Using the globals() functions is to generate the variable names within a loop. We will be required to call variables within a loop as follows : if a variable is stored as ds_clim, we can use globals()['ds_clim'] to get the ds_clim variable This command is very useful while plotting the data.

Using the Proplot package to generate publication qualilty plots¶

Matplotlib is an extremely versatile plotting package used by scientists and engineers far and wide.

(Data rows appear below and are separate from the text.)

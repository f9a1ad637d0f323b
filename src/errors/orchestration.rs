// Copyright (c) 2025 Steve Wagner (ciroque@live.com)
// SPDX-License-Identifier: MIT

//! Error types for segment orchestration.
//!
//! These are the fatal tier of the error model: each variant indicates a
//! misconfiguration discovered at run time (an unknown output channel, a
//! process or run command the registry has never heard of). They are not
//! caught and converted to booleans; they abort the current `run_segment`
//! call and surface to the caller.

use thiserror::Error;

/// Errors raised while resolving and running segment processes.
#[derive(Error, Debug)]
pub enum OrchestrationError {
    /// The configured output channel is not one of the recognized names.
    #[error("output channel '{0}' is not valid ('disk', 'azure_blob')")]
    UnknownChannel(String),

    /// The run config names a process the registry does not contain.
    #[error("process '{0}' is not registered")]
    UnknownProcess(String),

    /// The run config names a run command the process does not support.
    #[error("process '{process}' does not support run command '{command}'")]
    UnknownRunCommand { process: String, command: String },

    /// A process factory refused its constructor options.
    #[error("failed to construct process '{process}': {reason}")]
    ConstructionFailed { process: String, reason: String },

    /// A process run returned an error rather than a result value.
    #[error("process '{process}' failed: {reason}")]
    ProcessFailed { process: String, reason: String },
}
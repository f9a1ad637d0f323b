// Copyright (c) 2025 Steve Wagner (ciroque@live.com)
// SPDX-License-Identifier: MIT

use std::fmt;

/// Errors that can occur during run configuration validation
#[derive(Debug, Clone, PartialEq)]
pub enum ValidationError {
    /// The segment list is empty, so there is nothing to orchestrate
    EmptySegment,
    /// A run config entry names a process the registry does not contain
    UnknownProcessReference {
        /// The process identifier that couldn't be resolved
        process_id: String,
    },
    /// A run config entry has an empty run command
    MissingRunCommand {
        /// The process identifier whose spec is missing a run command
        process_id: String,
    },
}

impl fmt::Display for ValidationError {
    fn fmt(&self, f: &mut fmt::Formatter<'_>) -> fmt::Result {
        match self {
            ValidationError::EmptySegment => {
                write!(f, "A segment list must be provided")
            }
            ValidationError::UnknownProcessReference { process_id } => {
                write!(
                    f,
                    "Run config references process '{}' which is not registered",
                    process_id
                )
            }
            ValidationError::MissingRunCommand { process_id } => {
                write!(f, "Process '{}' has an empty run command", process_id)
            }
        }
    }
}

impl std::error::Error for ValidationError {}
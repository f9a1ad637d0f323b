// Copyright (c) 2025 Steve Wagner (ciroque@live.com)
// SPDX-License-Identifier: MIT

//! End-to-end segment runs: invoke, merge, retry hook, channel routing.

use super::*;
use crate::config::consts::{CHANNEL_AZURE_BLOB, QUEUE_PROCESS_ID};
use crate::config::{ProcessSpec, RunConfig};
use crate::registry::Process;
use async_trait::async_trait;
use serde_json::json;
use std::sync::Mutex;

/// A process that returns a fixed value for the `emit` command.
struct Fixed {
    value: Value,
}

#[async_trait]
impl Process for Fixed {
    async fn run(&self, command: &str, _options: &Value) -> Result<Value, OrchestrationError> {
        match command {
            "emit" => Ok(self.value.clone()),
            other => Err(OrchestrationError::UnknownRunCommand {
                process: "fixed".to_string(),
                command: other.to_string(),
            }),
        }
    }

    fn name(&self) -> &'static str {
        "fixed"
    }
}

/// Remote backend that captures every routed write.
struct CapturingRemote {
    writes: Mutex<Vec<(String, String, Artifact)>>,
}

impl CapturingRemote {
    fn new() -> Self {
        Self {
            writes: Mutex::new(Vec::new()),
        }
    }
}

#[async_trait]
impl RemoteStore for CapturingRemote {
    async fn write(&self, artifact: &Artifact, key: &str, name: &str) -> bool {
        self.writes
            .lock()
            .unwrap()
            .push((key.to_string(), name.to_string(), artifact.clone()));
        true
    }

    async fn read(&self, _key: &str, _name: &str) -> Option<Artifact> {
        None
    }

    async fn delete(&self, _key: &str, _name: &str) -> bool {
        true
    }
}

/// Retry policy that records what it was handed.
struct CapturingRetry {
    seen: Arc<Mutex<Vec<Value>>>,
}

impl RetryPolicy for CapturingRetry {
    fn retry(&self, failed: &Value) {
        self.seen.lock().unwrap().push(failed.clone());
    }
}

fn registry_emitting(entries: &[(&str, Value)]) -> ProcessRegistry {
    let mut registry = ProcessRegistry::new();
    for (id, value) in entries {
        let value = value.clone();
        registry.insert_fn(*id, move |_: &Value| {
            Ok(Box::new(Fixed {
                value: value.clone(),
            }) as Box<dyn Process>)
        });
    }
    registry
}

fn spec(process: &str) -> ProcessSpec {
    ProcessSpec {
        process: process.to_string(),
        constructor_options: Value::Null,
        run_command: "emit".to_string(),
        run_options: Value::Null,
    }
}

fn blob_config(segment: Vec<&str>, processes: Vec<(&str, &str)>) -> OrchestratorConfig {
    let mut run_config = RunConfig::new();
    for (id, process) in processes {
        run_config.insert(id, spec(process));
    }
    OrchestratorConfig {
        segment: segment.into_iter().map(String::from).collect(),
        batch_id: Some("itest".to_string()),
        channel: Some(CHANNEL_AZURE_BLOB.to_string()),
        container: Some("forecast-results".to_string()),
        processes: run_config,
    }
}

#[tokio::test]
async fn results_are_keyed_by_process_id() {
    let registry = registry_emitting(&[
        ("proc_a", json!({"k": 1})),
        ("proc_b", json!({"k": 2})),
    ]);
    let config = blob_config(
        vec!["a", "b"],
        vec![("a", "proc_a"), ("b", "proc_b")],
    );

    let remote = Arc::new(CapturingRemote::new());
    let mut orchestrator = SegmentOrchestrator::new(config, registry)
        .unwrap()
        .with_remote(remote.clone());
    orchestrator.run_segment().await.unwrap();

    let writes = remote.writes.lock().unwrap();
    let (_, _, artifact) = &writes[0];
    let results = artifact.as_structured().unwrap();
    assert_eq!(results["proc_a"]["k"], 1);
    assert_eq!(results["proc_b"]["k"], 2);
    assert_eq!(orchestrator.state(), RunState::Completed);
}

#[tokio::test]
async fn results_merge_in_segment_list_order() {
    // Same result key from two differently named processes: the entry from
    // the process later in the segment list must win.
    struct Keyed {
        value: Value,
    }

    #[async_trait]
    impl Process for Keyed {
        async fn run(&self, _: &str, _: &Value) -> Result<Value, OrchestrationError> {
            Ok(self.value.clone())
        }

        fn name(&self) -> &'static str {
            "keyed"
        }
    }

    let mut registry = ProcessRegistry::new();
    registry.insert_fn("same_key", |options: &Value| {
        Ok(Box::new(Keyed {
            value: options.clone(),
        }) as Box<dyn Process>)
    });

    let mut run_config = RunConfig::new();
    for (id, n) in [("a", 1), ("b", 2)] {
        run_config.insert(
            id,
            ProcessSpec {
                process: "same_key".to_string(),
                constructor_options: json!({"k": n}),
                run_command: "emit".to_string(),
                run_options: Value::Null,
            },
        );
    }
    let config = OrchestratorConfig {
        segment: vec!["a".to_string(), "b".to_string()],
        batch_id: Some("itest".to_string()),
        channel: Some(CHANNEL_AZURE_BLOB.to_string()),
        container: None,
        processes: run_config,
    };

    let remote = Arc::new(CapturingRemote::new());
    let mut orchestrator = SegmentOrchestrator::new(config, registry)
        .unwrap()
        .with_remote(remote.clone());
    orchestrator.run_segment().await.unwrap();

    let writes = remote.writes.lock().unwrap();
    let results = writes[0].2.as_structured().unwrap();
    // Both invocations produce the key "same_key"; B ran later, so k = 2.
    assert_eq!(results["same_key"]["k"], 2);
}

#[tokio::test]
async fn destination_follows_naming_convention() {
    let registry = registry_emitting(&[("p", json!({"ok": true}))]);
    let config = blob_config(vec!["region_na", "electronics"], vec![("region_na", "p")]);

    let remote = Arc::new(CapturingRemote::new());
    let mut orchestrator = SegmentOrchestrator::new(config, registry)
        .unwrap()
        .with_remote(remote.clone());
    orchestrator.run_segment().await.unwrap();

    let writes = remote.writes.lock().unwrap();
    let (key, name, _) = &writes[0];
    assert_eq!(key, "forecast/itest/segment_results");
    assert_eq!(name, "region_na_electronics_results.json");
}

#[tokio::test]
async fn segment_entries_without_run_config_are_skipped() {
    let registry = registry_emitting(&[("p", json!({"ok": true}))]);
    // Segment lists "unconfigured" but the run config has no entry for it.
    let config = blob_config(vec!["configured", "unconfigured"], vec![("configured", "p")]);

    let remote = Arc::new(CapturingRemote::new());
    let mut orchestrator = SegmentOrchestrator::new(config, registry)
        .unwrap()
        .with_remote(remote.clone());
    orchestrator.run_segment().await.unwrap();

    let writes = remote.writes.lock().unwrap();
    let results = writes[0].2.as_structured().unwrap();
    assert_eq!(results.as_object().unwrap().len(), 1);
    assert!(results.get("p").is_some());
}

#[tokio::test]
async fn null_results_are_not_merged() {
    let registry = registry_emitting(&[("quiet", Value::Null)]);
    let config = blob_config(vec!["a"], vec![("a", "quiet")]);

    let remote = Arc::new(CapturingRemote::new());
    let mut orchestrator = SegmentOrchestrator::new(config, registry)
        .unwrap()
        .with_remote(remote.clone());
    orchestrator.run_segment().await.unwrap();

    let writes = remote.writes.lock().unwrap();
    let results = writes[0].2.as_structured().unwrap();
    assert!(results.as_object().unwrap().is_empty());
}

#[tokio::test]
async fn queue_submission_results_reach_the_retry_hook() {
    let failed_messages = json!([{"msg": "m1"}, {"msg": "m2"}]);
    let registry = registry_emitting(&[(QUEUE_PROCESS_ID, failed_messages.clone())]);
    let config = blob_config(
        vec![QUEUE_PROCESS_ID],
        vec![(QUEUE_PROCESS_ID, QUEUE_PROCESS_ID)],
    );

    let seen = Arc::new(Mutex::new(Vec::new()));
    let remote = Arc::new(CapturingRemote::new());
    let mut orchestrator = SegmentOrchestrator::new(config, registry)
        .unwrap()
        .with_remote(remote)
        .with_retry_policy(Box::new(CapturingRetry { seen: seen.clone() }));
    orchestrator.run_segment().await.unwrap();

    let seen = seen.lock().unwrap();
    assert_eq!(seen.as_slice(), &[failed_messages]);
}

#[tokio::test]
async fn unknown_process_fails_the_run() {
    let registry = ProcessRegistry::new();
    let config = blob_config(vec!["a"], vec![("a", "ghost")]);

    let mut orchestrator = SegmentOrchestrator::new(config, registry).unwrap();
    let err = orchestrator.run_segment().await.unwrap_err();
    assert!(matches!(err, OrchestrationError::UnknownProcess(id) if id == "ghost"));
    assert_eq!(orchestrator.state(), RunState::Failed);
}

#[tokio::test]
async fn unknown_channel_fails_the_run() {
    let registry = registry_emitting(&[("p", json!({"ok": true}))]);
    let mut config = blob_config(vec!["a"], vec![("a", "p")]);
    config.channel = Some("teleport".to_string());

    let mut orchestrator = SegmentOrchestrator::new(config, registry).unwrap();
    let err = orchestrator.run_segment().await.unwrap_err();
    assert!(matches!(err, OrchestrationError::UnknownChannel(name) if name == "teleport"));
    assert_eq!(orchestrator.state(), RunState::Failed);
}
// Copyright (c) 2025 Steve Wagner (ciroque@live.com)
// SPDX-License-Identifier: MIT

mod config;
mod orchestration;
mod store;

pub use config::ValidationError;
pub use orchestration::OrchestrationError;
pub use store::StoreError;
//! Call QA Dashboard (callqa-dash) - Main entry point
//!
//! Loads one call's QA results from the analysis API, drives the dashboard
//! headlessly (tab selection, an optional timestamp seek) and writes a
//! printable HTML snapshot.

use std::path::PathBuf;
use std::sync::Arc;
use std::time::Instant;

use anyhow::{Context, Result};
use callqa_common::config::{resolve_config, CONFIG_ENV_VAR};
use callqa_dash::endpoints::record_id_from_page;
use callqa_dash::export::write_snapshot;
use callqa_dash::render::HeadlessDocument;
use callqa_dash::{Dashboard, HttpJsonClient, Tab};
use clap::Parser;
use tracing::{info, warn};
use tracing_subscriber::{layer::SubscriberExt, util::SubscriberInitExt};

/// Command-line arguments for callqa-dash
#[derive(Parser, Debug)]
#[command(name = "callqa-dash")]
#[command(about = "Call QA review dashboard")]
#[command(version)]
struct Args {
    /// Base URL of the analysis API
    #[arg(long, default_value = "http://127.0.0.1:5000", env = "CALLQA_BASE_URL")]
    base_url: String,

    /// Page path and query, e.g. "/index.html?rid=R1&call=1"
    #[arg(long, default_value = "/")]
    page: String,

    /// Configuration file (TOML)
    #[arg(short, long)]
    config: Option<PathBuf>,

    /// Where to write the HTML snapshot
    #[arg(short, long, default_value = "dashboard.html")]
    output: PathBuf,

    /// Tab to show: part1 or part2
    #[arg(long, default_value = "part1")]
    tab: Tab,

    /// Simulate a click on a timestamp control (m:ss)
    #[arg(long)]
    seek: Option<String>,

    /// Render the record overview for the page's rid instead
    #[arg(long)]
    overview: bool,
}

#[tokio::main]
async fn main() -> Result<()> {
    tracing_subscriber::registry()
        .with(
            tracing_subscriber::EnvFilter::try_from_default_env()
                .unwrap_or_else(|_| "callqa_dash=info,callqa_common=info".into()),
        )
        .with(tracing_subscriber::fmt::layer())
        .init();

    info!(
        "Starting callqa-dash v{} [{}] built {} ({})",
        env!("CARGO_PKG_VERSION"),
        env!("GIT_HASH"),
        env!("BUILD_TIMESTAMP"),
        env!("BUILD_PROFILE")
    );

    let args = Args::parse();

    let config = resolve_config(args.config.as_deref(), CONFIG_ENV_VAR)
        .context("Failed to load configuration")?;

    let client = HttpJsonClient::new(&args.base_url)
        .with_context(|| format!("Invalid base URL {}", args.base_url))?;
    info!("Analysis API: {}", client.base_url());

    let mut dashboard = Dashboard::new(
        Arc::new(client),
        HeadlessDocument::new(),
        config,
        &args.page,
    );

    if args.overview {
        let record_id = record_id_from_page(&args.page)
            .context("--overview needs a page with a rid query parameter")?;
        if !dashboard.show_record_overview(&record_id).await {
            warn!(record_id = %record_id, "Record overview could not be loaded");
        }
        let html = dashboard.export().await;
        write_snapshot(&args.output, &html).await?;
        return Ok(());
    }

    let loaded = dashboard.initialize().await;
    if loaded.is_ok() {
        if let Some(refresh) = dashboard.activate_tab(args.tab).await {
            // Results are applied by the task itself; only wait for completion
            if let Err(e) = refresh.await {
                warn!(error = %e, "Part-2 refresh task failed");
            }
        }
        if let Some(time) = &args.seek {
            let position = dashboard.seek_to_timestamp(time, Instant::now()).await;
            info!(time = %time, position, "Seeked active audio unit");
        }
    }

    let html = dashboard.export().await;
    write_snapshot(&args.output, &html)
        .await
        .with_context(|| format!("Failed to write {}", args.output.display()))?;

    loaded.context("Dashboard did not load")?;
    info!("Done");
    Ok(())
}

However, matplotlib can be cumbersome or repetitive for users who…

  • Make highly complex figures with many subplots.

  • Want to finely tune their annotations and aesthetics.

  • Need to make new figures nearly every day.

More info on proplot can be found here.

In [ ]:
# Generate the figure and axis with nrows and ncols for subplots ###
fig, axs=plot.subplots(ncols=2,nrows=1, proj='cyl',tight=True) 

##### proj = 'cyl' is the Cylindrical Equidistant Map projection used by Cartopy ###


lat_min = 6 # # Minimum latitude on the map
lat_max = 38 # Maximum latitude on the map
lon_min = 66 # # Minimum longitude on the map
lon_max = 98 # # Maximum longitude on the map

cm = 'jet' # Colormap 'rainbow' , 'viridis', 'RdYlBu', 'RdBu' etc..
ex= 'max' # Color bar arrow ,'min', 'max', 'none','both'

#Now, we can format all the axes at once using these commands

axs.format(lonlim=(lon_min, lon_max), 
           latlim=(lat_min, lat_max), 
           labels=True,
           innerborders=False, 
           latlines=10, lonlines=10,
           abc='(a)', abcloc='ll', 
           gridminor=False,
           suptitle='IMD Rainfall' )

######## Limits as above; ### labels = True for lat lon labels,
###### inner borders = False , If True, it will show rivers #####
###latlines=1, lonlines=1  spacing ########
#abc=False, It abc='(a)', it will automatically give subplot (a),(b),(c) etc....
####abcloc='ll', abc location
#### gridminor=False; if true it will show all gridlines of lat , lon

# Subtitles for each plot
# We can declare the subtitles now and use it further
title=['Mean Daily Rainfall','Daily Rainfall Variance' ]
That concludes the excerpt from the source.